However, the earlier your team implements this tool, the faster you can start building a truly effective strategy in your recruitment and software development efforts.
So, what is the purpose of implementing these matrices? The skill matrix is used in order to:
- obtain a highly granular view of all of the available skills,
- identify any changes to the skills enablement, and
- adjust to the requirements that a new initiative (a project or a part of it, where the new staff member will work) poses.
Now that we’ve laid out the basics, we can talk about the best ways to create a software developer competencies chart for different programming languages and the benefits it brings to the table. Let’s start with the benefits and then move to the typical challenges you can face on your way to building the competency matrix.
Software Skills Matrix Benefits
The way your matrix comes together will be strongly impacted by the use cases and needs you set out to meet.

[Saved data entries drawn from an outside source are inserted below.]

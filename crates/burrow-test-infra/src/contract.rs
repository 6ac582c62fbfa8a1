//! Behaviour every [`Storage`] backend must share.
//!
//! Each check expects an empty store and panics on the first violation, so
//! backend test suites can call them one per `#[tokio::test]`.

use burrow_core::{Context, MappingRecord, Stats, Storage, StorageError};

fn record(user: &str, code: &str, url: &str) -> MappingRecord {
    MappingRecord::new(user, code, url)
}

fn codes(values: &[&str]) -> Vec<String> {
    values.iter().map(|v| v.to_string()).collect()
}

/// `set` followed by `get_addr` returns the live record.
pub async fn round_trip(storage: &dyn Storage) {
    let ctx = Context::background();

    storage
        .set(&ctx, record("u1", "abc123", "http://example.com"))
        .await
        .expect("set");

    let got = storage.get_addr(&ctx, "abc123").await.expect("get_addr");
    assert_eq!(got.short_code, "abc123");
    assert_eq!(got.original_url, "http://example.com");
    assert_eq!(got.user_id, "u1");
    assert!(!got.deleted);

    let err = storage.get_addr(&ctx, "missing").await.unwrap_err();
    assert!(matches!(err, StorageError::NotFound(_)), "got {err:?}");
}

/// A second `set` of the same address under another code conflicts and
/// leaves the first mapping untouched.
pub async fn conflict_on_same_address(storage: &dyn Storage) {
    let ctx = Context::background();

    storage
        .set(&ctx, record("u1", "first", "http://example.com"))
        .await
        .expect("first set");
    let err = storage
        .set(&ctx, record("u2", "second", "http://example.com"))
        .await
        .unwrap_err();

    assert!(err.is_conflict(), "got {err:?}");
    assert_eq!(
        storage.get_addr(&ctx, "first").await.expect("first").user_id,
        "u1"
    );
    assert!(storage
        .get_addr(&ctx, "second")
        .await
        .unwrap_err()
        .is_not_found());
}

/// Deleted records still block re-registration of their address.
pub async fn conflict_after_delete(storage: &dyn Storage) {
    let ctx = Context::background();

    storage
        .set(&ctx, record("u1", "abc123", "http://example.com"))
        .await
        .expect("set");
    storage
        .delete_short(&ctx, &codes(&["abc123"]))
        .await
        .expect("delete");

    let err = storage
        .set(&ctx, record("u1", "def456", "http://example.com"))
        .await
        .unwrap_err();
    assert!(err.is_conflict(), "got {err:?}");
}

/// Empty keys are rejected by `set`.
pub async fn set_validates_input(storage: &dyn Storage) {
    let ctx = Context::background();

    for bad in [
        record("u1", "", "http://example.com"),
        record("u1", "abc123", ""),
        record("u1", "  ", "http://example.com"),
    ] {
        let err = storage.set(&ctx, bad).await.unwrap_err();
        assert!(matches!(err, StorageError::Validation(_)), "got {err:?}");
    }
    assert_eq!(storage.stats(&ctx).await.expect("stats").urls, 0);
}

/// Upserting the same code twice keeps the latest address.
pub async fn upsert_overwrites(storage: &dyn Storage) {
    let ctx = Context::background();

    storage
        .update(&ctx, vec![record("u1", "code", "http://a.example")])
        .await
        .expect("first update");
    storage
        .update(&ctx, vec![record("u1", "code", "http://b.example")])
        .await
        .expect("second update");

    let got = storage.get_addr(&ctx, "code").await.expect("get_addr");
    assert_eq!(got.original_url, "http://b.example");
    assert_eq!(storage.stats(&ctx).await.expect("stats").urls, 1);
}

/// Soft delete keeps the record, flags it, and an upsert never clears the flag.
pub async fn soft_delete(storage: &dyn Storage) {
    let ctx = Context::background();

    storage
        .update(
            &ctx,
            vec![
                record("u1", "gone", "http://gone.example"),
                record("u1", "kept", "http://kept.example"),
            ],
        )
        .await
        .expect("update");
    storage
        .delete_short(&ctx, &codes(&["gone", "never-existed"]))
        .await
        .expect("delete");

    assert!(storage.get_addr(&ctx, "gone").await.expect("gone").deleted);
    assert!(!storage.get_addr(&ctx, "kept").await.expect("kept").deleted);

    storage
        .update(&ctx, vec![record("u1", "gone", "http://gone-again.example")])
        .await
        .expect("re-upsert");
    assert!(storage.get_addr(&ctx, "gone").await.expect("gone").deleted);
}

/// `get_user_urls` only returns the caller's records, deleted ones included.
pub async fn user_isolation(storage: &dyn Storage) {
    let ctx = Context::background();

    storage
        .update(
            &ctx,
            vec![
                record("alice", "a2", "http://a2.example"),
                record("bob", "b1", "http://b1.example"),
                record("alice", "a1", "http://a1.example"),
            ],
        )
        .await
        .expect("update");
    storage
        .delete_short(&ctx, &codes(&["a2"]))
        .await
        .expect("delete");

    let alice = storage.get_user_urls(&ctx, "alice").await.expect("alice");
    let got: Vec<_> = alice.iter().map(|r| r.short_code.as_str()).collect();
    assert_eq!(got, ["a1", "a2"]);
    assert!(alice.iter().all(|r| r.user_id == "alice"));
    assert!(alice[1].deleted);

    assert!(storage
        .get_user_urls(&ctx, "carol")
        .await
        .expect("carol")
        .is_empty());
}

/// Empty batches succeed without touching anything.
pub async fn empty_batches_are_noops(storage: &dyn Storage) {
    let ctx = Context::background();

    storage
        .set(&ctx, record("u1", "abc123", "http://example.com"))
        .await
        .expect("set");
    storage.update(&ctx, Vec::new()).await.expect("update");
    storage.delete_short(&ctx, &[]).await.expect("delete");

    let got = storage.get_addr(&ctx, "abc123").await.expect("get_addr");
    assert!(!got.deleted);
    assert_eq!(
        storage.stats(&ctx).await.expect("stats"),
        Stats { urls: 1, users: 1 }
    );
}

/// `stats` counts every record and every distinct owner.
pub async fn stats_counts(storage: &dyn Storage) {
    let ctx = Context::background();

    assert_eq!(storage.stats(&ctx).await.expect("stats"), Stats::default());

    storage
        .update(
            &ctx,
            vec![
                record("u1", "a", "http://a.example"),
                record("u1", "b", "http://b.example"),
                record("u2", "c", "http://c.example"),
            ],
        )
        .await
        .expect("update");
    storage
        .delete_short(&ctx, &codes(&["c"]))
        .await
        .expect("delete");

    assert_eq!(
        storage.stats(&ctx).await.expect("stats"),
        Stats { urls: 3, users: 2 }
    );
}

/// Every operation refuses to start under a cancelled context.
pub async fn cancelled_context_fails_fast(storage: &dyn Storage) {
    let ctx = Context::background().with_cancel();
    ctx.cancel();

    assert!(storage.ping(&ctx).await.is_err());
    assert!(storage.get_addr(&ctx, "abc").await.is_err());
    assert!(storage
        .set(&ctx, record("u1", "abc", "http://example.com"))
        .await
        .is_err());
    assert!(storage
        .update(&ctx, vec![record("u1", "abc", "http://example.com")])
        .await
        .is_err());
    assert!(storage.get_user_urls(&ctx, "u1").await.is_err());
    assert!(storage.delete_short(&ctx, &codes(&["abc"])).await.is_err());
    assert!(storage.stats(&ctx).await.is_err());

    let live = Context::background();
    assert_eq!(storage.stats(&live).await.expect("stats").urls, 0);
}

Below we talk about the main ways you can leverage the matrix and enjoy company-wide benefits.
Career Pathing for Your Employees
At the core, the skills matrix can act as a powerful driver for pushing the staff members of your organization to critically assess their career development trajectories and identify the most appealing paths.
Openly, the staff members and the company overall can align on what the business needs and how the individual contributors can enjoy growth and higher rewards by fulfilling these needs.
Recruitment Is Driven by Real Needs and Pain Points
Your HR professionals will be able to leverage the developer competencies matrix to better recruit for specific projects. Equipped with highly granular insights into the required, available, and missing expertise, they’ll be able to forthwith fill up any skill gaps.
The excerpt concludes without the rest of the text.